Why are these stories compelling? Is it because they give shape to a shared experience? Does a Tweeter who was frantic during a Twitter blackout want to read about another frantic Tweeter because it makes them feel less alone in this isolated world of Internet socialization? We’ve all been there: our phones have broken and all of our contacts lost forever, our computers have crashed, our Gmail accounts have been temporarily closed to guard our security when it didn’t need guarding. Maybe reading about other people with the same problems makes each of us feel like a citizen of the world behind our keyboards.

Personally, I’m starting to find this kind of essay tiresome, but I don’t understand why. I can read four blogs from four different television critics breaking the same news story in four nearly-identical ways – and I keep going back to all four writers day after day after day. I can empathize with the writers bemoaning their technologic issues; I should feel more with every new essay, not less.

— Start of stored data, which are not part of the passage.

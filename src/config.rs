//! # Configuration Management Module
//!
//! Questo modulo gestisce tutta la configurazione dell'applicazione.
//!
//! ## Responsabilità:
//! - Definisce la struct `Config` con tutti i parametri di compressione
//! - Fornisce validazione robusta dei parametri di input
//! - Supporta caricamento/salvataggio configurazione da/verso file JSON
//! - Fornisce valori di default sensati per tutti i parametri
//!
//! ## Parametri di configurazione:
//! - `compression_ratio`: Dimensione massima accettata in % dell'originale (0-100, default: 70)
//! - `min_size_mb`: Dimensione minima dei file da considerare in MB (default: 5)
//! - `jpeg_quality`: Qualità JPEG (1-95, default: 85)
//! - `video_crf`: CRF video (0-51, default: 28, più basso = migliore qualità)
//! - `video_preset`: Preset encoder x264 (default: "medium")
//! - `audio_bitrate`: Bitrate audio (default: "128k")
//! - `dry_run`: Flag per simulazione senza sostituzioni (default: false)
//! - `show_progress`: Mostra la progress bar (default: false)
//!
//! ## Esempio:
//! ```rust,ignore
//! let config = Config {
//!     compression_ratio: 60.0,
//!     video_crf: 26,
//!     ..Default::default()
//! };
//! config.validate()?;
//! ```

use anyhow::Result;
use serde::{Deserialize, Serialize};
use std::path::Path;

use crate::error::ShrinkError;

/// x264 presets accepted by ffmpeg, fastest first
pub const VIDEO_PRESETS: &[&str] = &[
    "ultrafast", "superfast", "veryfast", "faster", "fast",
    "medium", "slow", "slower", "veryslow", "placebo",
];

/// Configuration for a compression run
#[derive(Debug, Clone, PartialEq, Serialize, Deserialize)]
#[serde(default)]
pub struct Config {
    /// Accept a candidate only if it is at most this percentage of the original
    pub compression_ratio: f64,
    /// Minimum file size in megabytes to be considered
    pub min_size_mb: f64,
    /// JPEG quality (1-95)
    pub jpeg_quality: u8,
    /// Video CRF value (0-51, lower = better quality)
    pub video_crf: u8,
    /// x264 encoder preset
    pub video_preset: String,
    /// Audio bitrate (ffmpeg syntax, e.g. "128k")
    pub audio_bitrate: String,
    /// Dry run - compress but never replace originals
    pub dry_run: bool,
    /// Draw a progress bar on stderr
    pub show_progress: bool,
}

impl Default for Config {
    fn default() -> Self {
        Self {
            compression_ratio: 70.0,
            min_size_mb: 5.0,
            jpeg_quality: 85,
            video_crf: 28,
            video_preset: "medium".to_string(),
            audio_bitrate: "128k".to_string(),
            dry_run: false,
            show_progress: false,
        }
    }
}

impl Config {
    /// Validate configuration parameters
    pub fn validate(&self) -> Result<(), ShrinkError> {
        if !(self.compression_ratio > 0.0 && self.compression_ratio <= 100.0) {
            return Err(ShrinkError::Validation(format!(
                "Compression ratio must be in (0, 100], got {}",
                self.compression_ratio
            )));
        }

        if !self.min_size_mb.is_finite() || self.min_size_mb < 0.0 {
            return Err(ShrinkError::Validation(format!(
                "Minimum size must be a non-negative number of MB, got {}",
                self.min_size_mb
            )));
        }

        if self.jpeg_quality == 0 || self.jpeg_quality > 95 {
            return Err(ShrinkError::Validation("JPEG quality must be between 1 and 95".to_string()));
        }

        if self.video_crf > 51 {
            return Err(ShrinkError::Validation("Video CRF must be between 0 and 51".to_string()));
        }

        if !VIDEO_PRESETS.contains(&self.video_preset.as_str()) {
            return Err(ShrinkError::Validation(format!(
                "Unknown video preset '{}', expected one of: {}",
                self.video_preset,
                VIDEO_PRESETS.join(", ")
            )));
        }

        if self.audio_bitrate.trim().is_empty() {
            return Err(ShrinkError::Validation("Audio bitrate must not be empty".to_string()));
        }

        Ok(())
    }

    /// Minimum size threshold in bytes
    pub fn min_size_bytes(&self) -> f64 {
        self.min_size_mb * 1024.0 * 1024.0
    }

    /// Load configuration from file, falling back to defaults when it does not exist
    pub async fn from_file(path: &Path) -> Result<Self> {
        if !path.exists() {
            return Ok(Self::default());
        }

        let content = tokio::fs::read_to_string(path).await?;
        let config: Config = serde_json::from_str(&content)?;
        config.validate()?;
        Ok(config)
    }

    /// Save configuration to file
    pub async fn save_to_file(&self, path: &Path) -> Result<()> {
        let content = serde_json::to_string_pretty(self)?;
        tokio::fs::write(path, content).await?;
        Ok(())
    }
}
//! # Error Types Module
//!
//! Questo modulo definisce tutti i tipi di errore custom dell'applicazione.
//!
//! ## Responsabilità:
//! - Definisce `ShrinkError` enum per categorizzare gli errori per fase
//! - Fornisce messaggi di errore descrittivi e strutturati
//! - Integra con `thiserror` per automatic error conversion
//! - Supporta error chaining per mantenere il contesto degli errori
//!
//! ## Categorie di errori:
//! - `Selection`: Directory radice non valida (fatale per il comando)
//! - `Transcode`: Fallimento di compressione per un singolo file (non fatale)
//! - `Io`: Errori di I/O (file non trovati, permessi, etc.)
//! - `Image`: Errori di decodifica/codifica immagini
//! - `OutputExists`: Il sibling `.compressed.<ext>` esiste già (mai sovrascritto)
//! - `FFmpeg`: Errori di transcodifica audio/video con FFmpeg
//! - `MissingDependency`: Tool esterno mancante (ffmpeg)
//! - `Validation`: Errori di validazione configurazione
//! - `Archive`: Errori di scrittura archivio zip
//!
//! ## Esempio:
//! ```rust,ignore
//! if !root.is_dir() {
//!     return Err(ShrinkError::Selection(format!("Not a directory: {}", root.display())));
//! }
//! ```

use std::path::PathBuf;

/// Custom error types for media shrinking
#[derive(thiserror::Error, Debug)]
pub enum ShrinkError {
    #[error("Selection error: {0}")]
    Selection(String),

    #[error("Compression failed for {}: {source}", .path.display())]
    Transcode {
        path: PathBuf,
        #[source]
        source: Box<ShrinkError>,
    },

    #[error("IO error: {0}")]
    Io(#[from] std::io::Error),

    #[error("Image processing error: {0}")]
    Image(#[from] image::ImageError),

    #[error("Output already exists: {}", .0.display())]
    OutputExists(PathBuf),

    #[error("FFmpeg error: {0}")]
    FFmpeg(String),

    #[error("Dependency missing: {0}")]
    MissingDependency(String),

    #[error("Configuration error: {0}")]
    Validation(String),

    #[error("Archive error: {0}")]
    Archive(#[from] zip::result::ZipError),
}

impl ShrinkError {
    /// Wrap a lower-level failure with the path of the file being compressed
    pub fn transcode(path: impl Into<PathBuf>, source: ShrinkError) -> Self {
        Self::Transcode {
            path: path.into(),
            source: Box::new(source),
        }
    }
}

pub type ShrinkResult<T> = std::result::Result<T, ShrinkError>;
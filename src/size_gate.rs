//! # Size Gate Module
//!
//! Contratto comune a tutti i compressori (immagine, video, audio).
//!
//! ## Responsabilità:
//! - Calcolo del target: `original_size × ratio / 100`
//! - Creazione del file temporaneo di output nella temp dir di sistema
//! - Copia dei timestamp del sorgente sul temporaneo, prima del confronto
//! - Decisione: se `temp_size <= target` il temporaneo diventa
//!   `<stem>.compressed.<ext>` accanto al sorgente, altrimenti viene eliminato
//! - Un `<stem>.compressed.<ext>` già esistente non viene mai sovrascritto:
//!   il file fallisce con `ShrinkError::OutputExists`
//!
//! ## Ciclo di vita del temporaneo:
//! Il temporaneo è un `NamedTempFile`: viene rimosso su ogni percorso di uscita
//! (errore, candidato scartato, panic) a meno che non sia stato spostato sul
//! sibling accettato.

use crate::error::{ShrinkError, ShrinkResult};
use crate::file_manager::{FileManager, FileStamp};
use std::io::ErrorKind;
use std::path::{Path, PathBuf};
use tempfile::NamedTempFile;
use tracing::debug;

/// Accept/reject rule comparing a candidate against the ratio-derived target
#[derive(Debug, Clone, Copy, PartialEq)]
pub struct SizeGate {
    ratio: f64,
}

impl SizeGate {
    /// `ratio` is a percentage in (0, 100]; validated by `Config::validate`
    pub fn new(ratio: f64) -> Self {
        Self { ratio }
    }

    pub fn ratio(&self) -> f64 {
        self.ratio
    }

    /// Maximum accepted candidate size in bytes
    pub fn target(&self, original_size: u64) -> f64 {
        original_size as f64 * self.ratio / 100.0
    }

    pub fn accepts(&self, candidate_size: u64, original_size: u64) -> bool {
        candidate_size as f64 <= self.target(original_size)
    }

    /// Create the scoped temporary output for a compression attempt
    pub fn temp_output(extension: &str) -> ShrinkResult<NamedTempFile> {
        let temp = tempfile::Builder::new()
            .prefix("media-shrink-")
            .suffix(&format!(".{}", extension))
            .tempfile()?;
        Ok(temp)
    }

    /// Decide the fate of a fully written temporary output.
    ///
    /// Returns the accepted `.compressed.<ext>` sibling, or `source` itself when
    /// the candidate missed the target (the temporary file is deleted then).
    pub async fn settle(
        &self,
        source: &Path,
        original_size: u64,
        stamp: &FileStamp,
        temp: NamedTempFile,
        extension: &str,
    ) -> ShrinkResult<PathBuf> {
        stamp.apply(temp.path())?;
        let temp_size = FileManager::file_size(temp.path()).await?;

        debug!(
            "Candidate for {}: {} bytes (target {:.0} of {} bytes)",
            source.display(),
            temp_size,
            self.target(original_size),
            original_size
        );

        if !self.accepts(temp_size, original_size) {
            drop(temp);
            return Ok(source.to_path_buf());
        }

        // NamedTempFile is created 0600, the replaced file keeps the source mode
        let permissions = tokio::fs::metadata(source).await?.permissions();
        tokio::fs::set_permissions(temp.path(), permissions).await?;

        let final_path = compressed_sibling(source, extension);
        match temp.persist_noclobber(&final_path) {
            Ok(_) => Ok(final_path),
            Err(e) if e.error.kind() == ErrorKind::AlreadyExists => {
                Err(ShrinkError::OutputExists(final_path))
            }
            Err(e) => {
                // Temp dir lives on another filesystem: copy, then let the temp file drop
                debug!("Persist to {} failed ({}), copying", final_path.display(), e.error);
                match FileManager::copy_with_stamp(e.file.path(), &final_path, stamp) {
                    Ok(_) => Ok(final_path),
                    Err(copy_err) if copy_err.kind() == ErrorKind::AlreadyExists => {
                        Err(ShrinkError::OutputExists(final_path))
                    }
                    Err(copy_err) => Err(copy_err.into()),
                }
            }
        }
    }
}

/// `dir/photo.png` -> `dir/photo.compressed.jpg`
pub fn compressed_sibling(source: &Path, extension: &str) -> PathBuf {
    source.with_extension(format!("compressed.{}", extension))
}

#[cfg(test)]
mod tests {
    use super::*;
    use std::io::Write;
    use std::time::{Duration, SystemTime};
    use tempfile::TempDir;

    #[test]
    fn test_target_and_acceptance() {
        let gate = SizeGate::new(70.0);
        assert_eq!(gate.target(10_000_000), 7_000_000.0);
        assert!(gate.accepts(7_000_000, 10_000_000));
        assert!(gate.accepts(1, 10_000_000));
        assert!(!gate.accepts(7_000_001, 10_000_000));
        assert!(!gate.accepts(8_000_000, 10_000_000));
    }

    #[test]
    fn test_full_ratio_accepts_equal_size() {
        let gate = SizeGate::new(100.0);
        assert!(gate.accepts(500, 500));
        assert!(!gate.accepts(501, 500));
    }

    #[test]
    fn test_compressed_sibling() {
        assert_eq!(
            compressed_sibling(Path::new("/m/photo.png"), "jpg"),
            PathBuf::from("/m/photo.compressed.jpg")
        );
        assert_eq!(
            compressed_sibling(Path::new("/m/holiday.2020.MOV"), "mp4"),
            PathBuf::from("/m/holiday.2020.compressed.mp4")
        );
    }

    fn stamp_for(path: &Path) -> FileStamp {
        let stamp = FileStamp {
            accessed: SystemTime::UNIX_EPOCH + Duration::from_secs(1_577_836_800),
            modified: SystemTime::UNIX_EPOCH + Duration::from_secs(1_546_300_800),
        };
        stamp.apply(path).unwrap();
        stamp
    }

    #[tokio::test]
    async fn test_settle_accepts_small_candidate() {
        let temp_dir = TempDir::new().unwrap();
        let source = temp_dir.path().join("clip.avi");
        std::fs::write(&source, vec![1u8; 1000]).unwrap();
        let stamp = stamp_for(&source);

        let mut temp = SizeGate::temp_output("mp4").unwrap();
        temp.write_all(&[2u8; 600]).unwrap();
        let temp_path = temp.path().to_path_buf();

        let result = SizeGate::new(70.0)
            .settle(&source, 1000, &stamp, temp, "mp4")
            .await
            .unwrap();

        assert_eq!(result, temp_dir.path().join("clip.compressed.mp4"));
        // metadata before any read, reading may bump atime
        let metadata = std::fs::metadata(&result).unwrap();
        assert_eq!(metadata.modified().unwrap(), stamp.modified);
        assert_eq!(metadata.accessed().unwrap(), stamp.accessed);
        assert_eq!(std::fs::read(&result).unwrap().len(), 600);
        assert!(!temp_path.exists());
        assert_eq!(std::fs::read(&source).unwrap().len(), 1000);
    }

    #[tokio::test]
    async fn test_settle_rejects_large_candidate() {
        let temp_dir = TempDir::new().unwrap();
        let source = temp_dir.path().join("song.wav");
        std::fs::write(&source, vec![1u8; 1000]).unwrap();
        let stamp = stamp_for(&source);

        let mut temp = SizeGate::temp_output("mp3").unwrap();
        temp.write_all(&[2u8; 701]).unwrap();
        let temp_path = temp.path().to_path_buf();

        let result = SizeGate::new(70.0)
            .settle(&source, 1000, &stamp, temp, "mp3")
            .await
            .unwrap();

        assert_eq!(result, source);
        assert!(!temp_path.exists());
        assert!(!temp_dir.path().join("song.compressed.mp3").exists());
    }

    #[tokio::test]
    async fn test_settle_never_overwrites_existing_sibling() {
        let temp_dir = TempDir::new().unwrap();
        let source = temp_dir.path().join("photo.bmp");
        std::fs::write(&source, vec![1u8; 1000]).unwrap();
        let user_file = temp_dir.path().join("photo.compressed.jpg");
        std::fs::write(&user_file, b"precious user data").unwrap();
        let stamp = stamp_for(&source);

        let mut temp = SizeGate::temp_output("jpg").unwrap();
        temp.write_all(&[2u8; 100]).unwrap();
        let temp_path = temp.path().to_path_buf();

        let err = SizeGate::new(70.0)
            .settle(&source, 1000, &stamp, temp, "jpg")
            .await
            .unwrap_err();

        assert!(matches!(err, ShrinkError::OutputExists(ref path) if path == &user_file));
        assert_eq!(std::fs::read(&user_file).unwrap(), b"precious user data");
        assert!(!temp_path.exists());
    }

    #[cfg(unix)]
    #[tokio::test]
    async fn test_settle_keeps_source_permissions() {
        use std::os::unix::fs::PermissionsExt;

        let temp_dir = TempDir::new().unwrap();
        let source = temp_dir.path().join("clip.mov");
        std::fs::write(&source, vec![1u8; 1000]).unwrap();
        std::fs::set_permissions(&source, std::fs::Permissions::from_mode(0o644)).unwrap();
        let stamp = stamp_for(&source);

        let mut temp = SizeGate::temp_output("mp4").unwrap();
        temp.write_all(&[2u8; 300]).unwrap();

        let result = SizeGate::new(70.0)
            .settle(&source, 1000, &stamp, temp, "mp4")
            .await
            .unwrap();

        let mode = std::fs::metadata(&result).unwrap().permissions().mode();
        assert_eq!(mode & 0o777, 0o644);
    }
}
//! # Archive Module
//!
//! Crea un archivio zip (deflate) di una cartella: `<dest>/<nome cartella>.zip`.
//!
//! ## Regole:
//! - Ogni file regolare viene salvato con il path relativo alla cartella, separatori `/`
//! - Le directory sono implicite (nessuna entry vuota)
//! - L'archivio non include mai se stesso, anche se `dest` è dentro la cartella
//! - In caso di errore l'archivio parziale viene rimosso

use crate::error::{ShrinkError, ShrinkResult};
use std::fs::File;
use std::io::{BufWriter, Write};
use std::path::{Component, Path, PathBuf};
use tracing::{debug, error, info};
use walkdir::WalkDir;
use zip::write::FileOptions;
use zip::{CompressionMethod, ZipWriter};

/// Result of a successful archive run
#[derive(Debug, Clone, PartialEq, Eq)]
pub struct ArchiveSummary {
    pub path: PathBuf,
    pub entries: usize,
}

pub struct Archiver;

impl Archiver {
    /// `<destination>/<folder basename>.zip`
    pub fn archive_path(folder: &Path, destination: &Path) -> ShrinkResult<PathBuf> {
        let name = folder.file_name().ok_or_else(|| {
            ShrinkError::Validation(format!("Cannot name an archive for {}", folder.display()))
        })?;
        Ok(destination.join(format!("{}.zip", name.to_string_lossy())))
    }

    /// Zip `folder` into `destination`, creating the destination if needed
    pub async fn create(folder: &Path, destination: &Path) -> ShrinkResult<ArchiveSummary> {
        if !folder.is_dir() {
            return Err(ShrinkError::Selection(format!("Not a directory: {}", folder.display())));
        }
        tokio::fs::create_dir_all(destination).await?;

        let folder = folder.canonicalize()?;
        let archive_path = Self::archive_path(&folder, &destination.canonicalize()?)?;

        let task_folder = folder.clone();
        let task_archive = archive_path.clone();
        let written = tokio::task::spawn_blocking(move || Self::write_zip(&task_folder, &task_archive))
            .await
            .map_err(|e| ShrinkError::Io(std::io::Error::other(e)))?;

        match written {
            Ok(entries) => {
                info!("Created zip archive: {} ({} files)", archive_path.display(), entries);
                Ok(ArchiveSummary { path: archive_path, entries })
            }
            Err(e) => {
                error!("Failed to create {}: {}", archive_path.display(), e);
                let _ = tokio::fs::remove_file(&archive_path).await;
                Err(e)
            }
        }
    }

    fn write_zip(folder: &Path, archive_path: &Path) -> ShrinkResult<usize> {
        let file = File::create(archive_path)?;
        let mut zip = ZipWriter::new(BufWriter::new(file));
        let options = FileOptions::default().compression_method(CompressionMethod::Deflated);
        let mut entries = 0;

        for entry in WalkDir::new(folder).sort_by_file_name() {
            let entry = entry.map_err(|e| ShrinkError::Io(e.into()))?;
            if !entry.file_type().is_file() || entry.path() == archive_path {
                continue;
            }

            let name = Self::entry_name(folder, entry.path())?;
            let size = entry.metadata().map_err(|e| ShrinkError::Io(e.into()))?.len();
            debug!("Adding {} ({} bytes)", name, size);

            zip.start_file(name, options.large_file(size >= u32::MAX as u64))?;
            let mut source = File::open(entry.path())?;
            std::io::copy(&mut source, &mut zip)?;
            entries += 1;
        }

        let mut writer = zip.finish()?;
        writer.flush()?;
        Ok(entries)
    }

    /// Path of `file` relative to `folder`, joined with `/`
    fn entry_name(folder: &Path, file: &Path) -> ShrinkResult<String> {
        let relative = file.strip_prefix(folder).map_err(|_| {
            ShrinkError::Validation(format!("{} is outside {}", file.display(), folder.display()))
        })?;

        let parts: Vec<String> = relative
            .components()
            .filter_map(|component| match component {
                Component::Normal(part) => Some(part.to_string_lossy().into_owned()),
                _ => None,
            })
            .collect();
        Ok(parts.join("/"))
    }
}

(The next morning, I logged on to my Gmail, good as new. I hadn’t received any urgent messages during the time I was shut-out of the account, so I didn’t even explain my problem when I was writing responses. Now that the email account was restored, I felt even more like writing and contextualizing my experience, but I didn’t know where to begin. Not being able to access my email made me stressed out for 24 hours, and if it had happened to anyone else, they would’ve been stressed out too. But it wasn’t a shot heard round the world, it barely echoed. The pain and stress of the problem was all inside of me, and the world couldn’t grasp it, couldn’t empathize, because they were logging on and sending off emails so easily, while I waited for Google to give that back to me.)

When my technology fails, the lack of it consumes me. When someone else’s technology fails them, I am vaguely sympathetic, but I’m losing my ability to feel anything in response. Their problems wash over me, because it’s so simple to put contacts back into a cell phone, and if they were smart they would’ve backed up their computer files, and what are you bitching about anyway, your email will be back in 24 hours, just wait it out, it’s not that big of a deal.

’s debut novel The Ghost Network was published by Melville House in May 2015. She’s written criticism and commentary for This Recording, Full Stop, and The Rumpus, and her short fiction was featured on Joyland. After growing up in Chicago and graduating from Oberlin College, she now lives in Los Angeles.

4 comments:

  1. Creepily (I feel outed!), I JUST posted on my blog about a series of tech failures this past weekend — this one focused on managing digital clutter and archives, but I’m sure just as irritating to the writer here.

    It’s a little like early-stage romance, I suppose — entrusting so much to a (electronic) being you don’t quite trust. I wonder if there is an age/generation pattern to these essays, i.e. I find that I am of the in-between generation: yes, my life completely depends on technology, but I am not quite youthful enough to have zippy mastery of all the gadgets and remedies.

  2. Ditto. My wifi messed up about 5 days ago and I realised just how addicted I am to this thing. Doesn’t even take a wire! Just a signal. All’s well today after fiddling with those cables. I blogged about it at:
    http://janwhitaker.com/jansblog/?p=107

    Not fun at all.

    And this wasn’t an attempt at advertising, just commiseration.